Understanding the nature of education aid

From time to time, I find it enjoyable to poke fun at congressional Republicans and their, shall we say, limited understanding of the world around them.

But this quote, delivered on the House floor this week by Rep. Rob Woodall (R) of Georgia, is one of my new favorites of the entire year. Rep. Joe Courtney (D-Conn.) had just finished saying that students who get degrees invariably improve their income levels. Woodall didn’t care for the observation.

“My colleague who was here right before me said the value of higher education, in terms of future earnings, is undisputable [sic]. The value of higher education, Mr. Speaker, in terms of future earnings is undisputable. And then went on to talk about all the federal programs that provide money so that people can seek higher education. Now my question is, Mr. Speaker, if the value is undisputable why do we have to pay people to do it? If the value is undisputable, why do we have to pay people to do it?” [emphasis added]
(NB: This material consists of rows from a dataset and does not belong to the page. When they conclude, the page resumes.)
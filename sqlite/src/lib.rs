//! SQLite storage for tether.
//!
//! ```ignore
//! use tether_sqlite::SqliteStorage;
//! use tether_core::Db;
//!
//! let storage = SqliteStorage::open_in_memory()?;
//! storage.execute_batch("CREATE TABLE dogs (id INTEGER PRIMARY KEY, name TEXT NOT NULL)")?;
//! let db = Db::new(storage);
//! ```

pub mod error;
pub mod params;

#[cfg(feature = "rusqlite")]
pub mod storage;
#[cfg(feature = "rusqlite")]
pub mod values;

pub use error::SqliteError;
pub use params::expand_params;

#[cfg(feature = "rusqlite")]
pub use storage::SqliteStorage;
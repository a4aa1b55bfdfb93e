use std::borrow::Cow;

use super::{Filter, MatchMode, Operand, Predicate, Qualifier, Selector, Sign};
use crate::error::Result;
use crate::schema::EntityDef;
use crate::sql::{Sql, Token};
use crate::value::{SqlValue, Value};

/// Alias resolution for one compilation.
///
/// Unqualified selectors use the default alias. Entity qualifiers resolve to
/// the alias registered for that entity, or to its table name.
#[derive(Debug, Clone)]
pub struct Scope<'a> {
    default: &'a str,
    entities: Vec<(&'static EntityDef, &'a str)>,
}

impl<'a> Scope<'a> {
    pub fn new(default_alias: &'a str) -> Self {
        Self {
            default: default_alias,
            entities: Vec::new(),
        }
    }

    pub fn with_entity(mut self, def: &'static EntityDef, alias: &'a str) -> Self {
        self.entities.push((def, alias));
        self
    }

    /// Same entity aliases with a different default.
    pub fn rebase<'b>(&self, default_alias: &'b str) -> Scope<'b>
    where
        'a: 'b,
    {
        Scope {
            default: default_alias,
            entities: self.entities.clone(),
        }
    }

    fn alias_of(&self, selector: &Selector) -> String {
        match selector.qualifier() {
            None => self.default.to_owned(),
            Some(Qualifier::Alias(alias)) => alias.to_string(),
            Some(Qualifier::Entity(def)) => self
                .entities
                .iter()
                .find(|(candidate, _)| candidate.is(def))
                .map_or_else(|| def.table().to_owned(), |(_, alias)| (*alias).to_owned()),
        }
    }

    pub(crate) fn column(&self, selector: &Selector) -> Sql {
        Sql::column(
            self.alias_of(selector),
            Cow::Owned(selector.column().to_owned()),
        )
    }
}

impl Filter {
    /// Compiles the tree into a WHERE fragment with positional parameters.
    pub fn compile(&self, scope: &Scope<'_>) -> Result<Sql> {
        self.validate()?;
        Ok(compile_node(self, scope))
    }

    /// Compiles with `alias` as the only known table.
    pub fn to_sql(&self, alias: &str) -> Result<Sql> {
        self.compile(&Scope::new(alias))
    }
}

fn compile_node(filter: &Filter, scope: &Scope<'_>) -> Sql {
    match filter {
        Filter::Leaf(predicate) => compile_leaf(predicate, scope),
        Filter::And(left, right) => compile_operand(left, scope)
            .push(Token::AND)
            .append(compile_operand(right, scope)),
        Filter::Or(left, right) => compile_operand(left, scope)
            .push(Token::OR)
            .append(compile_operand(right, scope)),
        Filter::Not(inner) => Sql::token(Token::NOT).append(compile_node(inner, scope).parens()),
    }
}

/// Leaves stand alone; compound operands are parenthesized.
fn compile_operand(filter: &Filter, scope: &Scope<'_>) -> Sql {
    let sql = compile_node(filter, scope);
    if filter.is_leaf() { sql } else { sql.parens() }
}

fn compile_leaf(predicate: &Predicate, scope: &Scope<'_>) -> Sql {
    let column = scope.column(&predicate.selector);
    let value = match &predicate.operand {
        Operand::Column(other) => {
            return comparison(column, predicate.sign).append(scope.column(other));
        }
        Operand::Value(value) => value,
    };

    match (predicate.sign, value) {
        (Sign::Eq, Value::Null) => column.push(Token::IS).push(Token::NULL),
        (Sign::Ne, Value::Null) => column.push(Token::IS).push(Token::NOT).push(Token::NULL),
        (Sign::Eq | Sign::In, Value::List(items)) => in_list(column, items, false),
        (Sign::Ne | Sign::NotIn, Value::List(items)) => in_list(column, items, true),
        (Sign::Match(mode), value) => {
            let against = Sql::param(value.to_param()).append(match_mode(mode));
            Sql::token(Token::MATCH)
                .append(column.parens())
                .push(Token::AGAINST)
                .append(against.parens())
        }
        (sign, value) => comparison(column, sign).append(Sql::param(value.to_param())),
    }
}

fn comparison(column: Sql, sign: Sign) -> Sql {
    match sign {
        Sign::Eq => column.push(Token::EQ),
        Sign::Ne => column.push(Token::NE),
        Sign::Lt => column.push(Token::LT),
        Sign::Le => column.push(Token::LE),
        Sign::Gt => column.push(Token::GT),
        Sign::Ge => column.push(Token::GE),
        Sign::Like => column.push(Token::LIKE),
        Sign::NotLike => column.push(Token::NOT).push(Token::LIKE),
        Sign::In => column.push(Token::IN),
        Sign::NotIn => column.push(Token::NOT).push(Token::IN),
        Sign::Match(_) => column.push(Token::MATCH),
    }
}

fn match_mode(mode: MatchMode) -> Sql {
    match mode {
        MatchMode::Boolean => Sql::token(Token::IN)
            .push(Token::BOOLEAN)
            .push(Token::MODE),
        MatchMode::NaturalLanguage => Sql::token(Token::IN)
            .push(Token::NATURAL)
            .push(Token::LANGUAGE)
            .push(Token::MODE),
        MatchMode::QueryExpansion => Sql::token(Token::WITH)
            .push(Token::QUERY)
            .push(Token::EXPANSION),
    }
}

/// List membership with SQL null semantics spelled out.
///
/// `NULL` never matches `IN (...)`, so null elements become an explicit
/// `IS NULL` branch. An empty list matches nothing, or everything when
/// negated.
fn in_list(column: Sql, items: &[Value], negated: bool) -> Sql {
    let has_null = items.iter().any(Value::is_null);
    let mut rest = items
        .iter()
        .filter(|item| !item.is_null())
        .map(Value::to_param)
        .collect::<Vec<_>>();

    let null_check = |column: Sql| {
        if negated {
            column.push(Token::IS).push(Token::NOT).push(Token::NULL)
        } else {
            column.push(Token::IS).push(Token::NULL)
        }
    };
    let membership = |column: Sql, values: Vec<SqlValue>| {
        let keyword = if negated {
            column.push(Token::NOT).push(Token::IN)
        } else {
            column.push(Token::IN)
        };
        keyword.append(Sql::param(SqlValue::List(values)).parens())
    };

    match (has_null, rest.len()) {
        (false, 0) => Sql::token(if negated { Token::TRUE } else { Token::FALSE }),
        (false, _) => membership(column, rest),
        (true, 0) => null_check(column),
        (true, n) => {
            let head = if n == 1 {
                let single = rest.pop().unwrap_or_default();
                comparison(column.clone(), if negated { Sign::Ne } else { Sign::Eq })
                    .append(Sql::param(single))
            } else {
                membership(column.clone(), rest)
            };
            head.push(if negated { Token::AND } else { Token::OR })
                .append(null_check(column))
                .parens()
        }
    }
}
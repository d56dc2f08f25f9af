//! Task and session identifiers

use crate::error::ModelError;
use serde::{Deserialize, Serialize};
use std::fmt;
use std::str::FromStr;
use ulid::Ulid;

/// Maximum length of a sanitized session key
const SESSION_ID_MAX_LEN: usize = 40;

/// Unique task identifier (ULID for sortability)
#[derive(Debug, Clone, Copy, PartialEq, Eq, PartialOrd, Ord, Hash, Serialize, Deserialize)]
pub struct TaskId(pub Ulid);

impl TaskId {
    /// Generate new task ID
    #[inline]
    #[must_use]
    pub fn new() -> Self {
        Self(Ulid::new())
    }
}

impl Default for TaskId {
    fn default() -> Self {
        Self::new()
    }
}

impl fmt::Display for TaskId {
    fn fmt(&self, f: &mut fmt::Formatter<'_>) -> fmt::Result {
        write!(f, "{}", self.0)
    }
}

impl FromStr for TaskId {
    type Err = ModelError;

    fn from_str(s: &str) -> Result<Self, Self::Err> {
        Ulid::from_string(s.trim())
            .map(Self)
            .map_err(|_| ModelError::InvalidTaskId(s.to_string()))
    }
}

/// Caller-supplied conversation key
///
/// Keys come from outside (browser tabs, chat threads), so they are
/// reduced to `[A-Za-z0-9_-]` and capped at 40 characters.
#[derive(Debug, Clone, PartialEq, Eq, PartialOrd, Ord, Hash, Serialize, Deserialize)]
#[serde(try_from = "String", into = "String")]
pub struct SessionId(String);

impl SessionId {
    /// Sanitize and wrap a raw session key
    pub fn new(raw: impl AsRef<str>) -> Result<Self, ModelError> {
        let raw = raw.as_ref();
        let cleaned: String = raw
            .chars()
            .filter(|c| c.is_ascii_alphanumeric() || *c == '-' || *c == '_')
            .take(SESSION_ID_MAX_LEN)
            .collect();
        if cleaned.is_empty() {
            return Err(ModelError::InvalidSessionId(raw.to_string()));
        }
        Ok(Self(cleaned))
    }

    /// Generate a random session key
    #[inline]
    #[must_use]
    pub fn generate() -> Self {
        Self(Ulid::new().to_string())
    }

    /// Borrow the key
    #[inline]
    #[must_use]
    pub fn as_str(&self) -> &str {
        &self.0
    }
}

impl fmt::Display for SessionId {
    fn fmt(&self, f: &mut fmt::Formatter<'_>) -> fmt::Result {
        f.write_str(&self.0)
    }
}

impl FromStr for SessionId {
    type Err = ModelError;

    fn from_str(s: &str) -> Result<Self, Self::Err> {
        Self::new(s)
    }
}

impl TryFrom<String> for SessionId {
    type Error = ModelError;

    fn try_from(value: String) -> Result<Self, Self::Error> {
        Self::new(value)
    }
}

impl From<SessionId> for String {
    fn from(id: SessionId) -> Self {
        id.0
    }
}

#[cfg(test)]
mod tests {
    use super::*;

    #[test]
    fn task_id_roundtrips_through_display() {
        let id = TaskId::new();
        let parsed: TaskId = id.to_string().parse().unwrap();
        assert_eq!(id, parsed);
    }

    #[test]
    fn task_id_rejects_garbage() {
        assert!(matches!(
            "not-a-ulid".parse::<TaskId>(),
            Err(ModelError::InvalidTaskId(_))
        ));
    }

    #[test]
    fn session_id_is_sanitized() {
        let id = SessionId::new("tab 42/../etc").unwrap();
        assert_eq!(id.as_str(), "tab42etc");
    }

    #[test]
    fn session_id_is_capped() {
        let id = SessionId::new("x".repeat(100)).unwrap();
        assert_eq!(id.as_str().len(), 40);
    }

    #[test]
    fn session_id_rejects_empty_after_cleaning() {
        assert!(SessionId::new("  ///  ").is_err());
    }
}
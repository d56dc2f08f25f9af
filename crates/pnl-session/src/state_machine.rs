//! Session lifecycle state machine
//!
//! One table drives every task session regardless of profile. Both terminal
//! states have no outgoing edges; a new task gets a new session.

use crate::error::SessionError;
use crate::types::SessionState;

/// Validate a state transition
///
/// # Errors
/// Returns [`SessionError::IllegalTransition`] if `to` is not reachable from
/// `from` in one step.
pub fn validate_transition(from: SessionState, to: SessionState) -> Result<(), SessionError> {
    if allowed_transitions(from).contains(&to) {
        Ok(())
    } else {
        Err(SessionError::IllegalTransition { from, to })
    }
}

/// States reachable from `from` in one step
#[must_use]
pub fn allowed_transitions(from: SessionState) -> Vec<SessionState> {
    use SessionState::{Building, Collecting, Confirming, Expired, Finished, Idle, Ready};

    match from {
        Idle => vec![Collecting],
        Collecting => vec![Ready, Finished, Expired],
        Ready => vec![Confirming, Finished, Expired],
        Confirming => vec![Building, Ready, Finished, Expired],
        Building => vec![Finished, Ready, Expired],
        Finished | Expired => vec![],
    }
}

/// Check if state is terminal
#[inline]
#[must_use]
pub fn is_terminal(state: SessionState) -> bool {
    allowed_transitions(state).is_empty()
}

#[cfg(test)]
mod tests {
    use super::*;

    #[test]
    fn test_happy_path() {
        let path = [
            SessionState::Idle,
            SessionState::Collecting,
            SessionState::Ready,
            SessionState::Confirming,
            SessionState::Building,
            SessionState::Finished,
        ];
        for pair in path.windows(2) {
            assert!(validate_transition(pair[0], pair[1]).is_ok(), "{} -> {}", pair[0], pair[1]);
        }
    }

    #[test]
    fn test_collecting_cannot_skip_to_confirming() {
        let err = validate_transition(SessionState::Collecting, SessionState::Confirming).unwrap_err();
        assert!(matches!(
            err,
            SessionError::IllegalTransition {
                from: SessionState::Collecting,
                to: SessionState::Confirming
            }
        ));
    }

    #[test]
    fn test_cancel_during_build_returns_to_ready() {
        assert!(validate_transition(SessionState::Building, SessionState::Ready).is_ok());
        assert!(validate_transition(SessionState::Confirming, SessionState::Ready).is_ok());
    }

    #[test]
    fn test_every_live_state_can_expire_and_finish() {
        for state in SessionState::ALL {
            if state == SessionState::Idle || state.is_terminal() {
                continue;
            }
            assert!(validate_transition(state, SessionState::Expired).is_ok());
            assert!(validate_transition(state, SessionState::Finished).is_ok());
        }
    }

    #[test]
    fn test_terminal_table_agrees_with_state() {
        for state in SessionState::ALL {
            assert_eq!(is_terminal(state), state.is_terminal());
        }
    }
}
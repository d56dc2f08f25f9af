//! Circuit grid

use crate::error::GridError;
use crate::violation::Violation;
use pnl_model::{
    validate_pole_count, Circuit, CircuitAttr, CircuitCount, FieldKey, LoadType, PhaseColumn,
    PolePosition, TemplateDescriptor, MAX_POLES,
};
use pnl_resolver::ParameterStore;
use std::collections::BTreeMap;
use tracing::debug;

/// Breaker-level fields, stored on the first row of a group
#[derive(Debug, Clone, Default, PartialEq)]
pub struct GroupFields {
    /// Load description
    pub description: Option<String>,
    /// Breaker trip rating
    pub breaker_amps: Option<f64>,
}

impl GroupFields {
    /// No fields
    #[inline]
    #[must_use]
    pub fn new() -> Self {
        Self::default()
    }

    /// With a description
    #[inline]
    #[must_use]
    pub fn with_description(mut self, description: impl Into<String>) -> Self {
        self.description = Some(description.into());
        self
    }

    /// With a trip rating
    #[inline]
    #[must_use]
    pub fn with_breaker_amps(mut self, amps: f64) -> Self {
        self.breaker_amps = Some(amps);
        self
    }
}

/// Placed breaker
#[derive(Debug, Clone, PartialEq)]
pub struct PoleGroup {
    /// First row
    pub start: u8,
    /// Rows spanned
    pub pole_count: u8,
    /// Breaker-level fields
    pub fields: GroupFields,
}

impl PoleGroup {
    /// Last row spanned
    #[inline]
    #[must_use]
    pub fn last_row(&self) -> u8 {
        self.start + (self.pole_count - 1)
    }

    /// Whether the group spans `row`
    #[inline]
    #[must_use]
    pub fn contains(&self, row: u8) -> bool {
        (self.start..=self.last_row()).contains(&row)
    }
}

/// Load fields of one row
#[derive(Debug, Clone, Copy, Default, PartialEq)]
pub struct RowLoad {
    /// Load on the row's phase
    pub load_amps: Option<f64>,
    /// Classification
    pub load_type: Option<LoadType>,
}

impl RowLoad {
    /// Whether nothing is recorded
    #[inline]
    #[must_use]
    pub fn is_empty(&self) -> bool {
        self.load_amps.is_none() && self.load_type.is_none()
    }
}

#[derive(Default)]
struct RowFields {
    description: Option<String>,
    poles: Option<u8>,
    breaker_amps: Option<f64>,
    load: RowLoad,
}

impl RowFields {
    fn head_attrs(&self) -> Vec<CircuitAttr> {
        let mut attrs = Vec::new();
        if self.description.is_some() {
            attrs.push(CircuitAttr::Description);
        }
        if self.poles.is_some() {
            attrs.push(CircuitAttr::BreakerPoles);
        }
        if self.breaker_amps.is_some() {
            attrs.push(CircuitAttr::BreakerAmps);
        }
        attrs
    }
}

/// Row layout of one panel
///
/// Rows not claimed by an explicit group behave as single-pole spares.
#[derive(Debug, Clone)]
pub struct CircuitGrid {
    number_of_circuits: CircuitCount,
    template: TemplateDescriptor,
    groups: BTreeMap<u8, PoleGroup>,
    loads: BTreeMap<u8, RowLoad>,
    recorded: Vec<Violation>,
}

impl CircuitGrid {
    /// Empty grid
    #[must_use]
    pub fn new(number_of_circuits: CircuitCount, template: TemplateDescriptor) -> Self {
        Self {
            number_of_circuits,
            template,
            groups: BTreeMap::new(),
            loads: BTreeMap::new(),
            recorded: Vec::new(),
        }
    }

    /// Rows in the panel
    #[inline]
    #[must_use]
    pub fn number_of_circuits(&self) -> u8 {
        self.number_of_circuits.get()
    }

    /// Template driving column assignment
    #[inline]
    #[must_use]
    pub fn template(&self) -> &TemplateDescriptor {
        &self.template
    }

    /// Claim `pole_count` rows starting at `start` for one breaker
    ///
    /// # Errors
    /// - [`GridError::InvalidPoleCount`] unless `1 <= pole_count <= 3`
    /// - [`GridError::InvalidPoleSpan`] if the group runs past the last row
    /// - [`GridError::Overlap`] if any row already belongs to a group
    pub fn place_group(
        &mut self,
        start: u8,
        pole_count: u8,
        fields: GroupFields,
    ) -> Result<(), GridError> {
        if pole_count == 0 || pole_count > MAX_POLES {
            return Err(GridError::InvalidPoleCount(pole_count));
        }
        let n = self.number_of_circuits();
        if start == 0 || u16::from(start) + u16::from(pole_count) - 1 > u16::from(n) {
            return Err(GridError::InvalidPoleSpan {
                start,
                pole_count,
                number_of_circuits: n,
            });
        }
        let last = start + (pole_count - 1);
        if let Some(existing) = self
            .groups
            .values()
            .find(|g| g.start <= last && start <= g.last_row())
        {
            return Err(GridError::Overlap {
                start,
                existing_start: existing.start,
            });
        }

        self.groups.insert(
            start,
            PoleGroup {
                start,
                pole_count,
                fields,
            },
        );
        Ok(())
    }

    /// Group spanning `row`, if any
    #[must_use]
    pub fn group_at(&self, row: u8) -> Option<&PoleGroup> {
        self.groups
            .range(..=row)
            .next_back()
            .map(|(_, g)| g)
            .filter(|g| g.contains(row))
    }

    /// Explicit groups in row order
    pub fn groups(&self) -> impl Iterator<Item = &PoleGroup> {
        self.groups.values()
    }

    /// Record the load fields of one row
    pub fn set_load(&mut self, row: u8, load: RowLoad) -> Result<(), GridError> {
        let n = self.number_of_circuits();
        if row == 0 || row > n {
            return Err(GridError::RowOutOfRange {
                circuit: row,
                number_of_circuits: n,
            });
        }
        if load.is_empty() {
            self.loads.remove(&row);
        } else {
            self.loads.insert(row, load);
        }
        Ok(())
    }

    /// Load fields of one row
    #[must_use]
    pub fn load(&self, row: u8) -> RowLoad {
        self.loads.get(&row).copied().unwrap_or_default()
    }

    /// Derive the grid from a session's accepted circuit fields
    ///
    /// Inconsistent data does not fail the build; it is kept as violations
    /// for [`Self::validate`]. Fails only when `number_of_circuits` is absent.
    pub fn from_store(
        store: &ParameterStore,
        template: &TemplateDescriptor,
    ) -> Result<Self, GridError> {
        let n = store
            .number_of_circuits()
            .ok_or(GridError::MissingCircuitCount)?;
        let count = template.circuit_count(i64::from(n))?;
        let mut grid = Self::new(count, template.clone());

        let mut rows: BTreeMap<u8, RowFields> = BTreeMap::new();
        for record in store.circuit_records() {
            let FieldKey::Circuit { circuit, attr } = record.field_key else {
                continue;
            };
            let entry = rows.entry(circuit).or_default();
            let value = &record.current_value;
            match attr {
                CircuitAttr::Description => entry.description = value.as_text().map(str::to_string),
                CircuitAttr::BreakerPoles => entry.poles = validate_pole_count(value).ok(),
                CircuitAttr::BreakerAmps => entry.breaker_amps = value.as_number(),
                CircuitAttr::LoadAmps => entry.load.load_amps = value.as_number(),
                CircuitAttr::LoadType => {
                    entry.load.load_type = value.as_text().and_then(|t| t.parse().ok());
                }
            }
        }

        for (&row, fields) in &rows {
            if row > n {
                grid.recorded.push(Violation::CircuitOutOfRange {
                    circuit: row,
                    number_of_circuits: n,
                });
                continue;
            }

            let head = fields.head_attrs();
            if !head.is_empty() {
                grid.place_head(row, fields, &head)?;
            }
            if !fields.load.is_empty() {
                grid.loads.insert(row, fields.load);
            }
        }

        debug!(
            number_of_circuits = n,
            groups = grid.groups.len(),
            recorded = grid.recorded.len(),
            "grid derived from store"
        );
        Ok(grid)
    }

    fn place_head(
        &mut self,
        row: u8,
        fields: &RowFields,
        head: &[CircuitAttr],
    ) -> Result<(), GridError> {
        if let Some(group_start) = self.group_at(row).map(|g| g.start) {
            for &attr in head {
                self.recorded.push(Violation::HeadFieldOnContinuation {
                    circuit: row,
                    attr,
                    group_start,
                });
            }
            return Ok(());
        }

        let declared = fields.poles.unwrap_or(1);
        let group_fields = GroupFields {
            description: fields.description.clone(),
            breaker_amps: fields.breaker_amps,
        };
        match self.place_group(row, declared, group_fields.clone()) {
            Err(GridError::InvalidPoleSpan { .. }) => {
                self.recorded.push(Violation::PoleCountMismatch {
                    circuit: row,
                    declared,
                    occupied: self.number_of_circuits() - row + 1,
                });
                self.place_group(row, 1, group_fields)
            }
            other => other,
        }
    }

    /// Build from an externally supplied circuit list
    ///
    /// Circuits that cannot be placed are skipped and reported.
    #[must_use]
    pub fn from_circuits(
        number_of_circuits: CircuitCount,
        template: &TemplateDescriptor,
        circuits: &[Circuit],
    ) -> Self {
        let mut grid = Self::new(number_of_circuits, template.clone());
        let n = number_of_circuits.get();

        for circuit in circuits {
            let start = circuit.circuit_number;
            if start == 0 || start > n {
                grid.recorded.push(Violation::CircuitOutOfRange {
                    circuit: start,
                    number_of_circuits: n,
                });
                continue;
            }
            let fields = GroupFields {
                description: circuit.description.clone(),
                breaker_amps: circuit.breaker_amps,
            };
            match grid.place_group(start, circuit.pole_count, fields) {
                Ok(()) => {}
                Err(GridError::Overlap { .. }) => {
                    grid.recorded.push(Violation::DuplicateCircuit { circuit: start });
                    continue;
                }
                Err(_) => {
                    grid.recorded.push(Violation::PoleCountMismatch {
                        circuit: start,
                        declared: circuit.pole_count,
                        occupied: n - start + 1,
                    });
                    continue;
                }
            }

            if circuit.poles.len() != usize::from(circuit.pole_count) {
                grid.recorded.push(Violation::PoleCountMismatch {
                    circuit: start,
                    declared: circuit.pole_count,
                    occupied: u8::try_from(circuit.poles.len()).unwrap_or(u8::MAX),
                });
            }
            for pole in &circuit.poles {
                if !circuit.rows().contains(&pole.circuit_number) {
                    continue;
                }
                let load = RowLoad {
                    load_amps: pole.load_amps,
                    load_type: pole.load_type.is_assigned().then_some(pole.load_type),
                };
                if !load.is_empty() {
                    grid.loads.insert(pole.circuit_number, load);
                }
            }
        }
        grid
    }

    fn is_occupied(&self, row: u8) -> bool {
        self.group_at(row).is_some() || self.loads.contains_key(&row)
    }

    /// Structural violations, ordered by row
    #[must_use]
    pub fn validate(&self) -> Vec<Violation> {
        let mut out = self.recorded.clone();

        for (&row, load) in &self.loads {
            match (load.load_amps, load.load_type) {
                (Some(_), None) => out.push(Violation::MissingLoadType { circuit: row }),
                (None, Some(_)) => out.push(Violation::LoadTypeWithoutLoad { circuit: row }),
                _ => {}
            }
        }

        if !self.template.mandatory_row_fields.is_empty() {
            for row in 1..=self.number_of_circuits() {
                if !self.is_occupied(row) {
                    continue;
                }
                for &attr in &self.template.mandatory_row_fields {
                    if !self.row_has(row, attr) {
                        out.push(Violation::UnfilledRow { circuit: row, attr });
                    }
                }
            }
        }

        out.sort_by_key(Violation::circuit);
        out
    }

    fn row_has(&self, row: u8, attr: CircuitAttr) -> bool {
        if attr.is_group_head() {
            return match self.group_at(row) {
                Some(g) if g.start != row => true,
                Some(g) => match attr {
                    CircuitAttr::Description => g.fields.description.is_some(),
                    CircuitAttr::BreakerAmps => g.fields.breaker_amps.is_some(),
                    _ => true,
                },
                None => false,
            };
        }
        let load = self.load(row);
        match attr {
            CircuitAttr::LoadAmps => load.load_amps.is_some(),
            CircuitAttr::LoadType => load.load_type.is_some(),
            _ => true,
        }
    }

    /// Whether [`Self::validate`] is empty
    #[inline]
    #[must_use]
    pub fn is_valid(&self) -> bool {
        self.validate().is_empty()
    }

    fn pole(&self, row: u8, phase_column: PhaseColumn) -> PolePosition {
        let load = self.load(row);
        let load_type = match (load.load_amps, load.load_type) {
            (Some(_), Some(t)) => t,
            _ => LoadType::NotApplicable,
        };
        PolePosition {
            circuit_number: row,
            phase_column,
            load_amps: load.load_amps,
            load_type,
        }
    }

    /// Every row as circuits: explicit groups plus single-pole spares
    #[must_use]
    pub fn circuits(&self) -> Vec<Circuit> {
        let n = u16::from(self.number_of_circuits());
        let mut out = Vec::new();
        let mut row: u16 = 1;
        while row <= n {
            // row <= n <= u8::MAX
            let r = u8::try_from(row).unwrap_or(u8::MAX);
            if let Some(group) = self.groups.get(&r) {
                out.push(Circuit {
                    circuit_number: r,
                    pole_count: group.pole_count,
                    description: group.fields.description.clone(),
                    breaker_amps: group.fields.breaker_amps,
                    poles: (r..=group.last_row())
                        .zip(self.template.group_phase_columns(r, group.pole_count))
                        .map(|(p, column)| self.pole(p, column))
                        .collect(),
                });
                row += u16::from(group.pole_count);
            } else {
                out.push(Circuit {
                    circuit_number: r,
                    pole_count: 1,
                    description: None,
                    breaker_amps: None,
                    poles: vec![self.pole(r, self.template.phase_column_for(r))],
                });
                row += 1;
            }
        }
        out
    }
}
So, in Rep. Woodall’s mind, college students don’t necessarily want to get their degrees, but policymakers coerce them to pursue higher education by paying them to attend classes.

He didn’t appear to be kidding.

If Republicans want to argue that we should cut student aid because of a philosophical objection to federal action in education, fine. They’re wrong, but there’s at least an ideological foundation for the argument. If GOP officials also want to argue we should make it harder for America’s youth to get degrees based on some kind of class-based tough-love approach — if you’re poor, you should worker harder than the wealthy to get ahead — that’s offensive, but I at least understand the point.

But to argue that we “have to pay people” to go to college, as if the aid is forcing students to go, is just bizarre, even by the standards of congressional Republicans.